**Recorded data**
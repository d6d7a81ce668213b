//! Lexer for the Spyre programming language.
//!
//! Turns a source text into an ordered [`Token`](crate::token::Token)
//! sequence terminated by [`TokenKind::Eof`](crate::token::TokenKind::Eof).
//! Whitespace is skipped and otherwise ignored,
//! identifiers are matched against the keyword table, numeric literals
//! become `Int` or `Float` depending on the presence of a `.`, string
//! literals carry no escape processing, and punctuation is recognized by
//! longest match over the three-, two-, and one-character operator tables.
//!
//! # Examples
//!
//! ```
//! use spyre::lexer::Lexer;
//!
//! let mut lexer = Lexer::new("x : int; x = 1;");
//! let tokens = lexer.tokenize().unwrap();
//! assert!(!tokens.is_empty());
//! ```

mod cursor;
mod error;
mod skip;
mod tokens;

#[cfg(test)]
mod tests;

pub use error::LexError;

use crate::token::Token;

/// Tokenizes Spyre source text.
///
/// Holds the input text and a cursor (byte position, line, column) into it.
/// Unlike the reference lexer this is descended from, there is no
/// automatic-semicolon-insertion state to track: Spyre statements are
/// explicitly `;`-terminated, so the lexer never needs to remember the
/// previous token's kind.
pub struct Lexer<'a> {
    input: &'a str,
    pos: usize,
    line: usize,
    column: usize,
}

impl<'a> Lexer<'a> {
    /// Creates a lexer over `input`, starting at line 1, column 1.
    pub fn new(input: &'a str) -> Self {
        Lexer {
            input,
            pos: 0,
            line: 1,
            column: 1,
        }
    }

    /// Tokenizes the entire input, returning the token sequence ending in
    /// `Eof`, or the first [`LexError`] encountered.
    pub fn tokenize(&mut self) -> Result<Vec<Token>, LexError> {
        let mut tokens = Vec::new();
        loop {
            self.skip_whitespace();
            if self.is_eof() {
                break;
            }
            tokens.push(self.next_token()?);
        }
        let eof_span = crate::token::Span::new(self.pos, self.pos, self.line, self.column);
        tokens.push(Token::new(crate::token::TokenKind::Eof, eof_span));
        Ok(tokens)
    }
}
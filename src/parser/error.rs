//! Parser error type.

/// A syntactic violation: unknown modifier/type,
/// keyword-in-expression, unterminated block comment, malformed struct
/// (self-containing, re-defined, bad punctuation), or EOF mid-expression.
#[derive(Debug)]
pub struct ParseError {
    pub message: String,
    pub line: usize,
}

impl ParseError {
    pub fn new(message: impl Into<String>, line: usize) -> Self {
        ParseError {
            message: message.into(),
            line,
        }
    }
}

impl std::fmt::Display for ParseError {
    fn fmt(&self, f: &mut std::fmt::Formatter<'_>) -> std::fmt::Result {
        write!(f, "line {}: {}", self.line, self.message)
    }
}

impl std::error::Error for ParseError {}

**Problem**
Beginning at the line that contains "1, column 1.", retype each line of the listing up to and including the last one, exactly as it stands, and nothing else.

**Exercise answer**
    /// Creates a lexer over `input`, starting at line 1, column 1.
    pub fn new(input: &'a str) -> Self {
        Lexer {
            input,
            pos: 0,
            line: 1,
            column: 1,
        }
    }

    /// Tokenizes the entire input, returning the token sequence ending in
    /// `Eof`, or the first [`LexError`] encountered.
    pub fn tokenize(&mut self) -> Result<Vec<Token>, LexError> {
        let mut tokens = Vec::new();
        loop {
            self.skip_whitespace();
            if self.is_eof() {
                break;
            }
            tokens.push(self.next_token()?);
        }
        let eof_span = crate::token::Span::new(self.pos, self.pos, self.line, self.column);
        tokens.push(Token::new(crate::token::TokenKind::Eof, eof_span));
        Ok(tokens)
    }
}
filename src/parser/error.rs
//! Parser error type.

/// A syntactic violation: unknown modifier/type,
/// keyword-in-expression, unterminated block comment, malformed struct
/// (self-containing, re-defined, bad punctuation), or EOF mid-expression.
#[derive(Debug)]
pub struct ParseError {
    pub message: String,
    pub line: usize,
}

impl ParseError {
    pub fn new(message: impl Into<String>, line: usize) -> Self {
        ParseError {
            message: message.into(),
            line,
        }
    }
}

impl std::fmt::Display for ParseError {
    fn fmt(&self, f: &mut std::fmt::Formatter<'_>) -> std::fmt::Result {
        write!(f, "line {}: {}", self.line, self.message)
    }
}

impl std::error::Error for ParseError {}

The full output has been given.